The quantum project will continue but it will no longer be called a Flaghip. The name change “shows you that flagships were not the problem,” said Ehler.

Keep lobbying

Despite its bigger budget, Ehler is concerned that as with Horizon 2020, Horizon Europe will see low success rates for popular programmes like the European Research Council.

The current EU scheme has seen huge demand from countries including Italy and Spain where domestic research spending fell dramatically after the 2008 financial crisis. 

Post-COVID austerity may do further harm to the ability of researchers in poorer regions to become more competitive for research funds. “I fear the cost of applying might be equivalent in some places to the money we have allocated to the programme,” Ehler said. “What kind of innovation potential are we losing?”

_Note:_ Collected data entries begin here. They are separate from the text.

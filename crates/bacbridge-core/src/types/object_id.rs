use crate::error::ParseError;
use crate::types::ObjectType;
use std::fmt;
use std::str::FromStr;

/// Largest instance number a BACnet object identifier can carry.
pub const MAX_INSTANCE: u32 = 0x3F_FFFF;

/// A packed BACnet object identifier combining an [`ObjectType`] and a 22-bit
/// instance number into a single `u32`.
///
/// The text form is the compact `type,instance` pair (`analog-input,5`). Parsing
/// also accepts `:` or whitespace as separator and any spelling understood by
/// [`ObjectType::from_name`].
#[derive(Debug, Clone, Copy, PartialEq, Eq, Hash, PartialOrd, Ord)]
#[cfg_attr(feature = "serde", derive(serde::Serialize, serde::Deserialize))]
pub struct ObjectId(u32);

impl ObjectId {
    /// Creates an `ObjectId` from a type and instance number.
    pub const fn new(object_type: ObjectType, instance: u32) -> Self {
        Self((((object_type.to_u16() as u32) & 0x03FF) << 22) | (instance & MAX_INSTANCE))
    }

    /// Like [`new`](Self::new) but rejects instances outside the 22-bit range
    /// instead of truncating them.
    pub fn checked(object_type: ObjectType, instance: u32) -> Result<Self, ParseError> {
        if instance > MAX_INSTANCE {
            return Err(ParseError::InstanceOutOfRange(instance));
        }
        Ok(Self::new(object_type, instance))
    }

    /// Shorthand for the device object of `instance`.
    pub const fn device(instance: u32) -> Self {
        Self::new(ObjectType::Device, instance)
    }

    pub const fn raw(self) -> u32 {
        self.0
    }

    pub const fn from_raw(raw: u32) -> Self {
        Self(raw)
    }

    pub const fn object_type(self) -> ObjectType {
        ObjectType::from_u16(((self.0 >> 22) & 0x03FF) as u16)
    }

    pub const fn instance(self) -> u32 {
        self.0 & MAX_INSTANCE
    }
}

impl fmt::Display for ObjectId {
    fn fmt(&self, f: &mut fmt::Formatter<'_>) -> fmt::Result {
        write!(f, "{},{}", self.object_type(), self.instance())
    }
}

impl FromStr for ObjectId {
    type Err = ParseError;

    fn from_str(text: &str) -> Result<Self, Self::Err> {
        let trimmed = text.trim();
        let split = trimmed
            .rfind(|c: char| c == ',' || c == ':' || c.is_whitespace())
            .ok_or_else(|| ParseError::InvalidObjectId(trimmed.to_string()))?;
        let (type_part, instance_part) = trimmed.split_at(split);
        let separator_len = instance_part.chars().next().map_or(0, char::len_utf8);
        let instance = instance_part[separator_len..]
            .trim()
            .parse::<u32>()
            .map_err(|_| ParseError::InvalidObjectId(trimmed.to_string()))?;
        let type_part =
            type_part.trim_end_matches(|c: char| c == ',' || c == ':' || c.is_whitespace());
        let object_type = ObjectType::from_name(type_part)
            .ok_or_else(|| ParseError::UnknownObjectType(type_part.to_string()))?;
        Self::checked(object_type, instance)
    }
}

#[cfg(test)]
mod tests {
    use super::ObjectId;
    use crate::error::ParseError;
    use crate::types::ObjectType;

    #[test]
    fn packs_type_and_instance() {
        let id = ObjectId::new(ObjectType::AnalogInput, 1);
        assert_eq!(id.object_type(), ObjectType::AnalogInput);
        assert_eq!(id.instance(), 1);
        assert_eq!(ObjectId::device(1001).object_type(), ObjectType::Device);
    }

    #[test]
    fn compact_text_form() {
        let id = ObjectId::new(ObjectType::BinaryValue, 2);
        assert_eq!(id.to_string(), "binary-value,2");
        assert_eq!("binary-value,2".parse::<ObjectId>(), Ok(id));
        assert_eq!("binaryValue:2".parse::<ObjectId>(), Ok(id));
        assert_eq!("binary value 2".parse::<ObjectId>(), Ok(id));
    }

    #[test]
    fn rejects_malformed_text() {
        assert!(matches!(
            "device".parse::<ObjectId>(),
            Err(ParseError::InvalidObjectId(_))
        ));
        assert!(matches!(
            "device,abc".parse::<ObjectId>(),
            Err(ParseError::InvalidObjectId(_))
        ));
        assert_eq!(
            "device,4194304".parse::<ObjectId>(),
            Err(ParseError::InstanceOutOfRange(4_194_304))
        );
    }
}
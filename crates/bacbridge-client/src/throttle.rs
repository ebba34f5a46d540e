use crate::signals::{topics, Signal, SignalBus};
use std::collections::HashMap;
use std::hash::Hash;
use std::sync::{Arc, Mutex, PoisonError};
use std::time::Duration;
use tokio::time::Instant;

/// Per-key rate limiter: at most one acquisition per key within
/// `min_interval`.
#[derive(Debug)]
pub struct KeyedRateLimiter<K> {
    last: Mutex<HashMap<K, Instant>>,
    min_interval: Duration,
}

impl<K: Eq + Hash + Clone> KeyedRateLimiter<K> {
    pub fn new(min_interval: Duration) -> Self {
        Self {
            last: Mutex::new(HashMap::new()),
            min_interval,
        }
    }

    /// Returns `true` and records the attempt when `key` is outside its
    /// quiet period, `false` otherwise.
    pub fn try_acquire(&self, key: &K) -> bool {
        let now = Instant::now();
        let mut last = self.last.lock().unwrap_or_else(PoisonError::into_inner);
        if let Some(previous) = last.get(key) {
            if now.saturating_duration_since(*previous) < self.min_interval {
                return false;
            }
        }
        last.insert(key.clone(), now);
        true
    }

    pub fn reset(&self, key: &K) {
        self.last
            .lock()
            .unwrap_or_else(PoisonError::into_inner)
            .remove(key);
    }
}

/// Publishes rescan requests for devices, at most once per device per
/// quiet period.
#[derive(Debug)]
pub struct RescanRequester {
    entry_id: String,
    signals: Arc<SignalBus>,
    limiter: KeyedRateLimiter<u32>,
}

impl RescanRequester {
    pub fn new(entry_id: impl Into<String>, signals: Arc<SignalBus>, min_interval: Duration) -> Self {
        Self {
            entry_id: entry_id.into(),
            signals,
            limiter: KeyedRateLimiter::new(min_interval),
        }
    }

    /// Requests a rescan of `instance`. Returns whether the request was
    /// published or swallowed by the rate limit.
    pub fn request(&self, instance: u32) -> bool {
        if !self.limiter.try_acquire(&instance) {
            log::debug!("rescan of device {instance} suppressed by rate limit");
            return false;
        }
        self.signals.publish(
            &topics::rescan(&self.entry_id),
            Signal::RescanRequested { instance },
        );
        true
    }
}
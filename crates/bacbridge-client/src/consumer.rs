//! Per-point consumers: the host-facing side of an imported point.

use crate::cache::SharedCache;
use crate::cov::{CovDeps, CovState, CovSubscription};
use crate::reader::PropertyReader;
use crate::signals::{topics, Signal};
use crate::BridgeError;
use bacbridge_core::types::{ObjectId, PropertyId};
use bacbridge_core::{HostValue, Point, PointPlatform};
use std::sync::{Arc, Mutex, PoisonError};
use tokio::sync::broadcast::error::RecvError;
use tokio_util::sync::CancellationToken;

/// One imported point as seen by the host: cached reads, writes, and the
/// COV subscription that keeps the cache current.
pub struct PointConsumer {
    cache: Arc<SharedCache>,
    reader: Arc<PropertyReader>,
    deps: CovDeps,
    subscription: CovSubscription,
    entry_id: String,
    device_id: String,
    point_key: String,
    listener: Mutex<Option<CancellationToken>>,
}

impl PointConsumer {
    pub fn new(
        reader: Arc<PropertyReader>,
        deps: CovDeps,
        entry_id: impl Into<String>,
        device_id: impl Into<String>,
        device_instance: u32,
        point_key: impl Into<String>,
    ) -> Self {
        let entry_id = entry_id.into();
        let device_id = device_id.into();
        let point_key = point_key.into();
        let subscription = CovSubscription::new(
            deps.clone(),
            entry_id.clone(),
            device_id.clone(),
            device_instance,
            point_key.clone(),
        );
        Self {
            cache: Arc::clone(&deps.cache),
            reader,
            deps,
            subscription,
            entry_id,
            device_id,
            point_key,
            listener: Mutex::new(None),
        }
    }

    pub fn point_key(&self) -> &str {
        &self.point_key
    }

    pub fn device_id(&self) -> &str {
        &self.device_id
    }

    pub fn cov_state(&self) -> CovState {
        self.subscription.state()
    }

    pub fn cov_process_identifier(&self) -> u32 {
        self.subscription.process_identifier()
    }

    /// Subscribes to COV and follows resubscribe signals of the device until
    /// [`detach`](Self::detach).
    pub async fn attach(&self) -> CovState {
        let state = self.subscription.register().await;

        let token = self.deps.pool.child_token();
        let previous = self
            .listener
            .lock()
            .unwrap_or_else(PoisonError::into_inner)
            .replace(token.clone());
        if let Some(previous) = previous {
            previous.cancel();
        }

        let mut signals = self
            .cache
            .signals()
            .subscribe(&topics::cov(&self.entry_id, &self.device_id));
        let subscription = self.subscription.clone();
        let device_id = self.device_id.clone();
        self.deps.pool.spawn("cov-resubscribe", async move {
            loop {
                let signal = tokio::select! {
                    biased;
                    _ = token.cancelled() => break,
                    signal = signals.recv() => signal,
                };
                match signal {
                    Ok(Signal::Resubscribe { device_id: target }) if target == device_id => {
                        let state = subscription.register().await;
                        log::debug!("cov {} resubscribed: {state:?}", subscription.point_key());
                    }
                    Ok(_) => {}
                    Err(RecvError::Lagged(missed)) => {
                        log::debug!("cov listener for {device_id} missed {missed} signal(s)");
                        subscription.register().await;
                    }
                    Err(RecvError::Closed) => break,
                }
            }
        });
        state
    }

    /// Stops following signals and closes the COV subscription.
    pub async fn detach(&self) {
        let listener = self
            .listener
            .lock()
            .unwrap_or_else(PoisonError::into_inner)
            .take();
        if let Some(token) = listener {
            token.cancel();
        }
        self.subscription.detach().await;
    }

    pub async fn point(&self) -> Option<Point> {
        self.cache
            .point(&self.entry_id, &self.device_id, &self.point_key)
            .await
    }

    /// Present value in host form; `None` when unknown.
    pub async fn native_value(&self) -> Option<HostValue> {
        self.point().await.and_then(|point| point.native_value())
    }

    pub async fn platform(&self) -> Option<PointPlatform> {
        self.point().await.map(|point| point.platform())
    }

    /// Writes a host value to the remote present value and records it in
    /// the cache once the device acknowledged it.
    pub async fn write_present_value(&self, value: HostValue) -> Result<(), BridgeError> {
        let point = self
            .point()
            .await
            .ok_or_else(|| BridgeError::PointUnavailable(self.point_key.clone()))?;
        let address = point.device_address.trim();
        let identifier = point.object_identifier.trim();
        if address.is_empty() || identifier.is_empty() {
            return Err(BridgeError::AddressingIncomplete);
        }
        let encoded = point
            .encode_write(&value)
            .ok_or_else(|| BridgeError::InvalidValue {
                point: self.point_key.clone(),
                value: value.to_string(),
            })?;
        let object_id: ObjectId = identifier.parse()?;
        let priority = point.write_priority(self.reader.config().write_priority);

        self.reader
            .write(address, object_id, PropertyId::PresentValue, encoded.clone(), priority)
            .await?;
        log::debug!("wrote {encoded} to {object_id} at {address} (priority {priority:?})");

        self.cache
            .update_point(&self.entry_id, &self.device_id, &self.point_key, |point| {
                point.apply_cov(PropertyId::PresentValue, &encoded)
            })
            .await;
        Ok(())
    }
}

More generally, he is concerned about a political mood in Europe to take money away from research in crises. EU officials have promoted the importance of research in the recovery from the pandemic, as highlighted by the way in which the Commission and member states have poured several billion euros into vaccine and treatment research.

But words haven’t always matched deeds in a long year of budget haggling, Ehler said. “It’s no longer a given that research and innovation deserve special attention from member states. Research is to be lobbied for in the same way as anything else. That is the learning curve for all of us.”

Perhaps the most dramatic campaigning was undertaken by MEP Pierre Larrouturou, who went on hunger strike to help boost the budget for Horizon Europe and several other spending programmes.

Ehler said, “I thought about it myself, but it would have taken too much time before you’d see impressive weight loss from me.”